Looking at the imported dataset.

In [None]:
population_df1.head()

Unnamed: 0,Area Code,Area,Item Code,Item,Element Code,Element,Year Code,Year,Unit,Value,Flag,Note
0,2,Afghanistan,3010,Population - Est. & Proj.,511,Total Population - Both sexes,1950,1950,1000 persons,7752.118,X,
1,2,Afghanistan,3010,Population - Est. & Proj.,511,Total Population - Both sexes,1951,1951,1000 persons,7840.156,X,
2,2,Afghanistan,3010,Population - Est. & Proj.,511,Total Population - Both sexes,1952,1952,1000 persons,7935.997,X,
3,2,Afghanistan,3010,Population - Est. & Proj.,511,Total Population - Both sexes,1953,1953,1000 persons,8039.694,X,
4,2,Afghanistan,3010,Population - Est. & Proj.,511,Total Population - Both sexes,1954,1954,1000 persons,8151.317,X,


Checking out the unique 'Element' entries.

In [None]:
population_df1['Element'].unique()

array(['Total Population - Both sexes', 'Total Population - Male',
       'Total Population - Female', 'Rural population',
       'Urban population'], dtype=object)

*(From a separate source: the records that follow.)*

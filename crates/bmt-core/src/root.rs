//! One-shot root aggregation over a write set.

use std::collections::HashMap;
use std::sync::Arc;

use bmt_crypto::ContentHasher;
use bmt_store::{ObjectStore, WriteBatch};
use bmt_types::Digest;
use tracing::info;

use crate::config::BmtConfig;
use crate::db::BucketDb;
use crate::error::BmtResult;
use crate::index::BucketIndex;

/// Key → value entries to summarize. Empty values are treated as absent.
pub type WriteSet = HashMap<String, Vec<u8>>;

/// Hash the concatenation of `slot_digests` in slot order.
pub fn fold_root(slot_digests: &[Digest]) -> Digest {
    ContentHasher::ROOT.hash_parts(slot_digests.iter().map(|d| d.as_bytes().as_slice()))
}

/// Root digest of `write_set` with the default capacity. Persists nothing.
pub fn compute_root(write_set: &WriteSet) -> BmtResult<Digest> {
    compute_root_with_config(write_set, &BmtConfig::default())
}

/// Root digest of `write_set` using `config.capacity` slots.
pub fn compute_root_with_config(write_set: &WriteSet, config: &BmtConfig) -> BmtResult<Digest> {
    config.validate()?;
    let index = BucketIndex::new(config.capacity)?;
    populate(&index, write_set)?;
    Ok(index.root_digest())
}

/// Build the index for `write_set`, persist its buckets and manifest to
/// `store` in one batch, and return the root.
pub fn commit_write_set(write_set: &WriteSet, store: Arc<dyn ObjectStore>) -> BmtResult<Digest> {
    commit_write_set_with_config(write_set, store, &BmtConfig::default())
}

/// [`commit_write_set`] with an explicit capacity.
pub fn commit_write_set_with_config(
    write_set: &WriteSet,
    store: Arc<dyn ObjectStore>,
    config: &BmtConfig,
) -> BmtResult<Digest> {
    config.validate()?;
    let db = BucketDb::new(Arc::clone(&store));
    let index = BucketIndex::with_store(store, config.capacity)?;
    populate(&index, write_set)?;

    let mut batch = WriteBatch::new();
    let buckets = index.commit(&mut batch)?;
    let root = index.root_digest();
    let manifest = index.manifest();
    db.put_manifest(&mut batch, root, &manifest)?;
    db.write(batch)?;

    info!(
        root = %root.short_hex(),
        entries = write_set.len(),
        buckets,
        occupied = manifest.occupied(),
        "write set committed"
    );
    Ok(root)
}

fn populate(index: &BucketIndex, write_set: &WriteSet) -> BmtResult<()> {
    for (key, value) in write_set {
        index.put(key, value)?;
    }
    Ok(())
}
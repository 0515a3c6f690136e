use std::sync::Arc;

use bmt_core::bucket::encode_entry;
use bmt_core::{
    commit_write_set_with_config, compute_root_with_config, BmtConfig, BmtError, BucketIndex,
    WriteSet,
};
use bmt_crypto::ContentHasher;
use bmt_store::{FileObjectStore, FileStoreConfig, InMemoryObjectStore, ObjectStore, WriteBatch};
use bmt_types::Digest;
use proptest::prelude::*;

fn config(capacity: usize) -> BmtConfig {
    BmtConfig {
        capacity,
        ..BmtConfig::default()
    }
}

fn single_entry_digest(key: &str, value: &str) -> Digest {
    let mut preimage = Vec::new();
    encode_entry(&mut preimage, key.as_bytes(), value.as_bytes());
    ContentHasher::BUCKET.hash(&preimage)
}

fn entries(pairs: &[(&str, &str)]) -> Vec<(String, Vec<u8>)> {
    pairs
        .iter()
        .map(|(k, v)| (k.to_string(), v.as_bytes().to_vec()))
        .collect()
}

// ---------------------------------------------------------------
// Four keys, four slots
// ---------------------------------------------------------------

#[test]
fn four_keys_land_in_distinct_slots() {
    let index = BucketIndex::new(4).unwrap();
    let slots: Vec<_> = ["aaaa", "bbbb", "cccc", "dddd"]
        .iter()
        .map(|k| index.bucket_index_of(k).unwrap())
        .collect();
    assert_eq!(slots, vec![1, 2, 3, 0]);
}

#[test]
fn root_is_fold_of_bucket_digests_in_slot_order() {
    let index = BucketIndex::new(4).unwrap();
    for (key, value) in [("aaaa", "1"), ("bbbb", "2"), ("cccc", "3"), ("dddd", "4")] {
        index.put(key, value.as_bytes()).unwrap();
    }

    // slot 0 holds dddd, slot 1 aaaa, slot 2 bbbb, slot 3 cccc
    let expected: Vec<Digest> = [("dddd", "4"), ("aaaa", "1"), ("bbbb", "2"), ("cccc", "3")]
        .iter()
        .map(|(k, v)| single_entry_digest(k, v))
        .collect();
    assert_eq!(index.slot_digests(), expected);

    let mut concat = Vec::new();
    for digest in &expected {
        concat.extend_from_slice(digest.as_bytes());
    }
    assert_eq!(index.root_digest(), ContentHasher::ROOT.hash(&concat));
}

#[test]
fn changing_one_key_changes_one_bucket() {
    let index = BucketIndex::new(4).unwrap();
    for (key, value) in [("aaaa", "1"), ("bbbb", "2"), ("cccc", "3"), ("dddd", "4")] {
        index.put(key, value.as_bytes()).unwrap();
    }
    let before = index.slot_digests();
    let root_before = index.root_digest();

    index.put("aaaa", b"changed").unwrap();
    let after = index.slot_digests();

    let changed: Vec<_> = (0..4).filter(|&i| before[i] != after[i]).collect();
    assert_eq!(changed, vec![1]);
    assert_ne!(index.root_digest(), root_before);
}

// ---------------------------------------------------------------
// Order independence
// ---------------------------------------------------------------

#[test]
fn insertion_order_gives_identical_recorded_digests() {
    let pairs = entries(&[
        ("aaaa-1", "x"),
        ("aaaa-2", "y"),
        ("bbbb", "z"),
        ("key-9", "w"),
        ("zzzz", "v"),
    ]);

    let commit_in = |order: &[(String, Vec<u8>)]| {
        let store = Arc::new(InMemoryObjectStore::new());
        let index = BucketIndex::with_store(store.clone(), 8).unwrap();
        for (k, v) in order {
            index.put(k, v).unwrap();
        }
        index.flush().unwrap();
        index.recorded_digests()
    };

    let forward = commit_in(&pairs);
    let mut reversed = pairs.clone();
    reversed.reverse();
    assert_eq!(forward, commit_in(&reversed));
}

proptest! {
    #[test]
    fn root_is_invariant_under_permutation(
        (pairs, permuted) in prop::collection::hash_map(
            "[a-z]{4,8}",
            prop::collection::vec(any::<u8>(), 1..16),
            0..40,
        )
        .prop_flat_map(|map| {
            let pairs: Vec<(String, Vec<u8>)> = map.into_iter().collect();
            (Just(pairs.clone()), Just(pairs).prop_shuffle())
        }),
    ) {
        let forward = BucketIndex::new(16).unwrap();
        for (k, v) in &pairs {
            forward.put(k, v).unwrap();
        }
        let shuffled = BucketIndex::new(16).unwrap();
        for (k, v) in &permuted {
            shuffled.put(k, v).unwrap();
        }

        prop_assert_eq!(forward.root_digest(), shuffled.root_digest());

        let ws: WriteSet = permuted.into_iter().collect();
        prop_assert_eq!(compute_root_with_config(&ws, &config(16)).unwrap(), forward.root_digest());
    }

    #[test]
    fn put_then_get_returns_value(
        key in "[ -~]{4,12}",
        value in prop::collection::vec(any::<u8>(), 1..64),
    ) {
        let index = BucketIndex::new(32).unwrap();
        index.put(&key, &value).unwrap();
        prop_assert_eq!(index.get(&key).unwrap(), value);
    }
}

// ---------------------------------------------------------------
// Persistence
// ---------------------------------------------------------------

#[test]
fn second_commit_stages_nothing() {
    let store = Arc::new(InMemoryObjectStore::new());
    let index = BucketIndex::with_store(store, 4).unwrap();
    index.put("aaaa", b"1").unwrap();
    index.put("bbbb", b"2").unwrap();

    let mut first = WriteBatch::new();
    assert_eq!(index.commit(&mut first).unwrap(), 2);
    let mut second = WriteBatch::new();
    assert_eq!(index.commit(&mut second).unwrap(), 0);
    assert!(second.is_empty());
}

#[test]
fn committed_write_set_reopens_from_root() {
    let mut ws = WriteSet::new();
    ws.insert("acct-alice".into(), b"100".to_vec());
    ws.insert("acct-bob".into(), b"250".to_vec());
    ws.insert("zzzz-last".into(), b"1".to_vec());

    let store: Arc<dyn ObjectStore> = Arc::new(InMemoryObjectStore::new());
    let root = commit_write_set_with_config(&ws, Arc::clone(&store), &config(8)).unwrap();

    let index = BucketIndex::open_root(store, &root).unwrap();
    assert_eq!(index.root_digest(), root);
    assert_eq!(index.get("acct-bob").unwrap(), b"250");
    assert!(matches!(index.get("acct-carol"), Err(BmtError::NotFound(_))));
}

#[test]
fn equal_values_in_different_slots_reopen_from_root() {
    let mut ws = WriteSet::new();
    ws.insert("acct-alice".into(), b"100".to_vec());
    ws.insert("zzzz-bob".into(), b"100".to_vec());

    let store: Arc<dyn ObjectStore> = Arc::new(InMemoryObjectStore::new());
    let root = commit_write_set_with_config(&ws, Arc::clone(&store), &config(8)).unwrap();

    let index = BucketIndex::open_root(store, &root).unwrap();
    assert_ne!(
        index.bucket_index_of("acct-alice").unwrap(),
        index.bucket_index_of("zzzz-bob").unwrap()
    );
    assert_eq!(index.get("acct-alice").unwrap(), b"100");
    assert_eq!(index.get("zzzz-bob").unwrap(), b"100");
}

#[test]
fn file_store_survives_reopen() {
    let dir = tempfile::tempdir().unwrap();
    let path = dir.path().join("bmt.seg");

    let root = {
        let store = Arc::new(FileObjectStore::open(&path, FileStoreConfig::default()).unwrap());
        let mut ws = WriteSet::new();
        ws.insert("key-1".into(), b"one".to_vec());
        ws.insert("yek-2".into(), b"two".to_vec());
        commit_write_set_with_config(&ws, store, &config(4)).unwrap()
    };

    let store = Arc::new(FileObjectStore::open(&path, FileStoreConfig::default()).unwrap());
    let index = BucketIndex::open_root(store.clone(), &root).unwrap();
    assert_eq!(index.get("key-1").unwrap(), b"one");
    assert_eq!(index.get("yek-2").unwrap(), b"two");

    // extend the reopened index and commit again
    index.put("key-3", b"three").unwrap();
    assert_eq!(index.flush().unwrap(), 1);
    index.purge();
    assert_eq!(index.get("key-3").unwrap(), b"three");
    assert_eq!(index.get("key-1").unwrap(), b"one");
}

#[test]
fn forks_commit_independently() {
    let store = Arc::new(InMemoryObjectStore::new());
    let base = BucketIndex::with_store(store.clone(), 4).unwrap();
    base.put("aaaa", b"base").unwrap();
    base.flush().unwrap();

    let fork = base.fork();
    fork.put("aaaa", b"fork").unwrap();
    assert_eq!(fork.flush().unwrap(), 1);
    assert_eq!(base.dirty_count(), 0);

    base.purge();
    fork.purge();
    assert_eq!(base.get("aaaa").unwrap(), b"base");
    assert_eq!(fork.get("aaaa").unwrap(), b"fork");
    assert_ne!(base.root_digest(), fork.root_digest());
}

As seen, there are a total of 12 columns.

Checking the distribution of entries in the 'Element' column.

In [None]:
population_df1['Element'].value_counts()

Total Population - Both sexes    39441
Total Population - Female        34674
Total Population - Male          34674
Rural population                 25811
Urban population                 25811
Name: Element, dtype: int64

As seen, the 'Element' column consists of multiple categories. Only the 'Total Population - Both sexes' category will be used as it is indicative of all the other categories mentioned in the 'Element' column.

Making sure that the data contained in the 'Unit' column has only one type of value.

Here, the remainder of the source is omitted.